Your laptop came with restore option...cd/DVDs or restore image in your hard drive. Or if you bought media directly, use the win 7 cd to reinstall Windows. This is best because you don't have to worry about the bloat ware that comes with the restore options that came with your branded laptop. It is drastic, but not a bad solution. Recommended if you've tried some of the other suggestions and get no improvement.

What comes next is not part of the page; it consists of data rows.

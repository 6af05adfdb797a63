use clap::{Args, Parser, Subcommand};
use drafthubapp::model::DraftId;
use std::path::PathBuf;

#[derive(Parser, Debug)]
#[command(
    name = "drafthub",
    bin_name = "drafthub",
    version,
    disable_help_subcommand = true
)]
#[command(
    about = "Draft short posts and publish them in bulk to a GitHub repository",
    long_about = None
)]
pub struct Cli {
    #[command(subcommand)]
    pub command: Option<Commands>,

    /// Directory holding drafts.json
    #[arg(long, global = true, value_name = "DIR", help_heading = "Options")]
    pub data: Option<PathBuf>,

    /// Config file to read and edit
    #[arg(long, global = true, value_name = "FILE", help_heading = "Options")]
    pub config: Option<PathBuf>,

    /// Verbose output (debug logs on stderr)
    #[arg(short, long, global = true, help_heading = "Options")]
    pub verbose: bool,

    /// Emit logs as JSON lines
    #[arg(long, global = true, help_heading = "Options")]
    pub log_json: bool,
}

#[derive(Subcommand, Debug)]
pub enum Commands {
    /// List drafts (default)
    #[command(alias = "ls", display_order = 1)]
    List,

    /// Add a draft
    #[command(display_order = 2)]
    Add { title: String, body: String },

    /// Replace the title and body of a draft
    #[command(display_order = 3)]
    Edit {
        id: DraftId,
        title: String,
        body: String,
    },

    /// Delete a draft
    #[command(alias = "rm", display_order = 4)]
    Delete { id: DraftId },

    /// Publish every draft as a Markdown file, then clear the list
    #[command(display_order = 10)]
    Publish {
        #[command(flatten)]
        repo: RepoArgs,

        /// GitHub token with contents write access
        #[arg(long)]
        token: Option<String>,
    },

    /// Fetch a Markdown file from GitHub and render it
    #[command(display_order = 11)]
    Show {
        #[command(flatten)]
        repo: RepoArgs,

        /// Path inside the repository (defaults to source_path)
        path: Option<String>,
    },

    /// Show or edit settings
    #[command(display_order = 20)]
    Config {
        #[command(subcommand)]
        action: Option<ConfigCommands>,
    },
}

#[derive(Args, Debug, Default, Clone)]
pub struct RepoArgs {
    /// Repository owner (user or organization)
    #[arg(long)]
    pub owner: Option<String>,

    /// Repository name
    #[arg(long)]
    pub repo: Option<String>,
}

#[derive(Subcommand, Debug)]
pub enum ConfigCommands {
    /// Print one setting
    Get { key: String },
    /// Save a setting to the config file
    Set { key: String, value: String },
    /// Remove a setting from the config file
    Unset { key: String },
}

Eh? Absolutely not. Since you mentioned that.... ______________ If you reformat, don't use the existing recovery partition! It most likely has random bloatware you don't need, don't want, and that does more overall harm than good simply by existing. https://www.microsoft.com/en-us/software-download/windows7 Download a fresh windows 7 ISO from Microsoft and make a bootable USB stick or burn it to a CD/DVD. ... The installation media isn't important - Microsoft will let you download that for free. The windows key is what really matters. That's for the product activation. ... Most likely, your laptop has a windows activation key embedded in the BIOS and you don't have to worry about it at all. ... Just in case, though, you can extract the key using third party software, or (possibly) find it somewhere on the laptop's exterior. ______________ Edit: Double checking myself, it seems windows 7 laptops are not so likely to have the key embedded in the BIOS like more modern laptops do. So make absolutely sure you find that key on the exterior of your laptop or extract it from the OS before you do anything.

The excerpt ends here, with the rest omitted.